▸ **ASSIGNED TASK**
An exact transcription of all the entries below is required.

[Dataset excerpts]
════
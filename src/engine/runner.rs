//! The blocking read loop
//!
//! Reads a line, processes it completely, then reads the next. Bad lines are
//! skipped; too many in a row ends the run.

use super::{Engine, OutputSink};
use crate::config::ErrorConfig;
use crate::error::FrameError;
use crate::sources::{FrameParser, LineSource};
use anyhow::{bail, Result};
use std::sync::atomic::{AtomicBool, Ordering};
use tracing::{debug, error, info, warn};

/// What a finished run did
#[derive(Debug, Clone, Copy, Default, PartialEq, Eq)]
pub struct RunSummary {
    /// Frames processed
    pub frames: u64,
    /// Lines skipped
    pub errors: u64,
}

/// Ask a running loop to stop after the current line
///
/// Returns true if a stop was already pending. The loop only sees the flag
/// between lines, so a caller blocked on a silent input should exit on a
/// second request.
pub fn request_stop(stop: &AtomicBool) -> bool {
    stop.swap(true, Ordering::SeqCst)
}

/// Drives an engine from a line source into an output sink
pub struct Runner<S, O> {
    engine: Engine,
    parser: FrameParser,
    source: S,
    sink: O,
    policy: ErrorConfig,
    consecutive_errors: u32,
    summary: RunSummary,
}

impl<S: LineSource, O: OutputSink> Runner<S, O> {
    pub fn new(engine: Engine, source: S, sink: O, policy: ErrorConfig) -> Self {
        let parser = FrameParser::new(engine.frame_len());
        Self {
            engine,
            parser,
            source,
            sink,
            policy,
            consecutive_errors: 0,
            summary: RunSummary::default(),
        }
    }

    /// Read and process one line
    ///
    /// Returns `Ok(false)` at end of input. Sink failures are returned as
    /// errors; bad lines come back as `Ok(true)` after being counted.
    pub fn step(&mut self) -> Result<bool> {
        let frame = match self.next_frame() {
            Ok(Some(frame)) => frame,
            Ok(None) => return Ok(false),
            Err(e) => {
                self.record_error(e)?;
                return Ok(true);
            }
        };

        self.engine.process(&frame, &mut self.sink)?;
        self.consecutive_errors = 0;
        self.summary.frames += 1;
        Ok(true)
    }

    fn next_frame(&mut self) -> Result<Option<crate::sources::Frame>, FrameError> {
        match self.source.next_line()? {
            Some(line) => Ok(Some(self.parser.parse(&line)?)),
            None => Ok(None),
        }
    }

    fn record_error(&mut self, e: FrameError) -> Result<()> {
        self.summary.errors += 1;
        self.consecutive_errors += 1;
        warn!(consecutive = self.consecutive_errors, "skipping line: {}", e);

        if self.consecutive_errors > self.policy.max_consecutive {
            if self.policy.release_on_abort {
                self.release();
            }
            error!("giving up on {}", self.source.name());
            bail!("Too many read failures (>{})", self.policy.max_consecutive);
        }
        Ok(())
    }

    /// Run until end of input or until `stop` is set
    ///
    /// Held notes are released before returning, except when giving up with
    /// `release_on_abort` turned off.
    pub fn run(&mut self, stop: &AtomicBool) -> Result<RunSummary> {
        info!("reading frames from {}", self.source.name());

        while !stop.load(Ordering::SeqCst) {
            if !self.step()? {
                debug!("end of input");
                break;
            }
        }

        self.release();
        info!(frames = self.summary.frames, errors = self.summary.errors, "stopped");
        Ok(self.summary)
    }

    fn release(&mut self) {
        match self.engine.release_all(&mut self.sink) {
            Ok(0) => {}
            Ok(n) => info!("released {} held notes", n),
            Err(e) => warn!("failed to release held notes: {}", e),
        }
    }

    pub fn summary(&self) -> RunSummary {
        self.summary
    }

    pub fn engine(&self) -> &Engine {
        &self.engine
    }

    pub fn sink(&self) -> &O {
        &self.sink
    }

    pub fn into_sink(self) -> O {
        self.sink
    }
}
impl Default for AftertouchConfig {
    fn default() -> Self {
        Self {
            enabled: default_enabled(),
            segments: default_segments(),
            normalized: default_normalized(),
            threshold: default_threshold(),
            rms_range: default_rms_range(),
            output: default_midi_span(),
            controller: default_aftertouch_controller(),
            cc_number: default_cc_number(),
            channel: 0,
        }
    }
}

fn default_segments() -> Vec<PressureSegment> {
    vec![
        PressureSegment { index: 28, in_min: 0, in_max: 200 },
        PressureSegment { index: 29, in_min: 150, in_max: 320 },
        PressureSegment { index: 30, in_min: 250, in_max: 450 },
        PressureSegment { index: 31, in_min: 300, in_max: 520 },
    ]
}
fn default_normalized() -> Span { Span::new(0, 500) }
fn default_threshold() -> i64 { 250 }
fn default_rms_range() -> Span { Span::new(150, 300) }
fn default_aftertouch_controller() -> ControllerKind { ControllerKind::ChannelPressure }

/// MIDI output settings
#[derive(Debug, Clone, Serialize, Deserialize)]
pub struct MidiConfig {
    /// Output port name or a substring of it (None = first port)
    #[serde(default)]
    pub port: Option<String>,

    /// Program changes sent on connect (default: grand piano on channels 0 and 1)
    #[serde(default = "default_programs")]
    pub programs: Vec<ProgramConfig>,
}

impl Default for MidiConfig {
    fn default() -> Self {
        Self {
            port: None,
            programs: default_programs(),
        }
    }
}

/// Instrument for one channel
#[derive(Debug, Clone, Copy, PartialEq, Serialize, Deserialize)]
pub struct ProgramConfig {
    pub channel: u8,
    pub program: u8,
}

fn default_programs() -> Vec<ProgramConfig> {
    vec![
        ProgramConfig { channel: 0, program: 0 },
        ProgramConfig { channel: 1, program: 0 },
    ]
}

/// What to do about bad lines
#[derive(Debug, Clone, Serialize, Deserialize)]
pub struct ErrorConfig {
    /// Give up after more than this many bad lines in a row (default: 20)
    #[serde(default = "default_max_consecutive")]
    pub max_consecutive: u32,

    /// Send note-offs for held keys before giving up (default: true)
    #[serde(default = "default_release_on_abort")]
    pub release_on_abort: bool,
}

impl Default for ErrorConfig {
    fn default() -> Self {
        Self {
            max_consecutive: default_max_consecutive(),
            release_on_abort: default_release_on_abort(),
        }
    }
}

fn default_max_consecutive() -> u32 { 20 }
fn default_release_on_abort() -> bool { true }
════
▸ **SOLVED PROBLEM**
filename src/engine/runner.rs
//! The blocking read loop
//!
//! Reads a line, processes it completely, then reads the next. Bad lines are
//! skipped; too many in a row ends the run.

use super::{Engine, OutputSink};
use crate::config::ErrorConfig;
use crate::error::FrameError;
use crate::sources::{FrameParser, LineSource};
use anyhow::{bail, Result};
use std::sync::atomic::{AtomicBool, Ordering};
use tracing::{debug, error, info, warn};

/// What a finished run did
#[derive(Debug, Clone, Copy, Default, PartialEq, Eq)]
pub struct RunSummary {
    /// Frames processed
    pub frames: u64,
    /// Lines skipped
    pub errors: u64,
}

/// Ask a running loop to stop after the current line
///
/// Returns true if a stop was already pending. The loop only sees the flag
/// between lines, so a caller blocked on a silent input should exit on a
/// second request.
pub fn request_stop(stop: &AtomicBool) -> bool {
    stop.swap(true, Ordering::SeqCst)
}

/// Drives an engine from a line source into an output sink
pub struct Runner<S, O> {
    engine: Engine,
    parser: FrameParser,
    source: S,
    sink: O,
    policy: ErrorConfig,
    consecutive_errors: u32,
    summary: RunSummary,
}

impl<S: LineSource, O: OutputSink> Runner<S, O> {
    pub fn new(engine: Engine, source: S, sink: O, policy: ErrorConfig) -> Self {
        let parser = FrameParser::new(engine.frame_len());
        Self {
            engine,
            parser,
            source,
            sink,
            policy,
            consecutive_errors: 0,
            summary: RunSummary::default(),
        }
    }

    /// Read and process one line
    ///
    /// Returns `Ok(false)` at end of input. Sink failures are returned as
    /// errors; bad lines come back as `Ok(true)` after being counted.
    pub fn step(&mut self) -> Result<bool> {
        let frame = match self.next_frame() {
            Ok(Some(frame)) => frame,
            Ok(None) => return Ok(false),
            Err(e) => {
                self.record_error(e)?;
                return Ok(true);
            }
        };

        self.engine.process(&frame, &mut self.sink)?;
        self.consecutive_errors = 0;
        self.summary.frames += 1;
        Ok(true)
    }

    fn next_frame(&mut self) -> Result<Option<crate::sources::Frame>, FrameError> {
        match self.source.next_line()? {
            Some(line) => Ok(Some(self.parser.parse(&line)?)),
            None => Ok(None),
        }
    }

    fn record_error(&mut self, e: FrameError) -> Result<()> {
        self.summary.errors += 1;
        self.consecutive_errors += 1;
        warn!(consecutive = self.consecutive_errors, "skipping line: {}", e);

        if self.consecutive_errors > self.policy.max_consecutive {
            if self.policy.release_on_abort {
                self.release();
            }
            error!("giving up on {}", self.source.name());
            bail!("Too many read failures (>{})", self.policy.max_consecutive);
        }
        Ok(())
    }

    /// Run until end of input or until `stop` is set
    ///
    /// Held notes are released before returning, except when giving up with
    /// `release_on_abort` turned off.
    pub fn run(&mut self, stop: &AtomicBool) -> Result<RunSummary> {
        info!("reading frames from {}", self.source.name());

        while !stop.load(Ordering::SeqCst) {
            if !self.step()? {
                debug!("end of input");
                break;
            }
        }

        self.release();
        info!(frames = self.summary.frames, errors = self.summary.errors, "stopped");
        Ok(self.summary)
    }

    fn release(&mut self) {
        match self.engine.release_all(&mut self.sink) {
            Ok(0) => {}
            Ok(n) => info!("released {} held notes", n),
            Err(e) => warn!("failed to release held notes: {}", e),
        }
    }

    pub fn summary(&self) -> RunSummary {
        self.summary
    }

    pub fn engine(&self) -> &Engine {
        &self.engine
    }

    pub fn sink(&self) -> &O {
        &self.sink
    }

    pub fn into_sink(self) -> O {
        self.sink
    }
}
impl Default for AftertouchConfig {
    fn default() -> Self {
        Self {
            enabled: default_enabled(),
            segments: default_segments(),
            normalized: default_normalized(),
            threshold: default_threshold(),
            rms_range: default_rms_range(),
            output: default_midi_span(),
            controller: default_aftertouch_controller(),
            cc_number: default_cc_number(),
            channel: 0,
        }
    }
}

fn default_segments() -> Vec<PressureSegment> {
    vec![
        PressureSegment { index: 28, in_min: 0, in_max: 200 },
        PressureSegment { index: 29, in_min: 150, in_max: 320 },
        PressureSegment { index: 30, in_min: 250, in_max: 450 },
        PressureSegment { index: 31, in_min: 300, in_max: 520 },
    ]
}
fn default_normalized() -> Span { Span::new(0, 500) }
fn default_threshold() -> i64 { 250 }
fn default_rms_range() -> Span { Span::new(150, 300) }
fn default_aftertouch_controller() -> ControllerKind { ControllerKind::ChannelPressure }

/// MIDI output settings
#[derive(Debug, Clone, Serialize, Deserialize)]
pub struct MidiConfig {
    /// Output port name or a substring of it (None = first port)
    #[serde(default)]
    pub port: Option<String>,

    /// Program changes sent on connect (default: grand piano on channels 0 and 1)
    #[serde(default = "default_programs")]
    pub programs: Vec<ProgramConfig>,
}

impl Default for MidiConfig {
    fn default() -> Self {
        Self {
            port: None,
            programs: default_programs(),
        }
    }
}

/// Instrument for one channel
#[derive(Debug, Clone, Copy, PartialEq, Serialize, Deserialize)]
pub struct ProgramConfig {
    pub channel: u8,
    pub program: u8,
}

fn default_programs() -> Vec<ProgramConfig> {
    vec![
        ProgramConfig { channel: 0, program: 0 },
        ProgramConfig { channel: 1, program: 0 },
    ]
}

/// What to do about bad lines
#[derive(Debug, Clone, Serialize, Deserialize)]
pub struct ErrorConfig {
    /// Give up after more than this many bad lines in a row (default: 20)
    #[serde(default = "default_max_consecutive")]
    pub max_consecutive: u32,

    /// Send note-offs for held keys before giving up (default: true)
    #[serde(default = "default_release_on_abort")]
    pub release_on_abort: bool,
}

impl Default for ErrorConfig {
    fn default() -> Self {
        Self {
            max_consecutive: default_max_consecutive(),
            release_on_abort: default_release_on_abort(),
        }
    }
}

fn default_max_consecutive() -> u32 { 20 }
fn default_release_on_abort() -> bool { true }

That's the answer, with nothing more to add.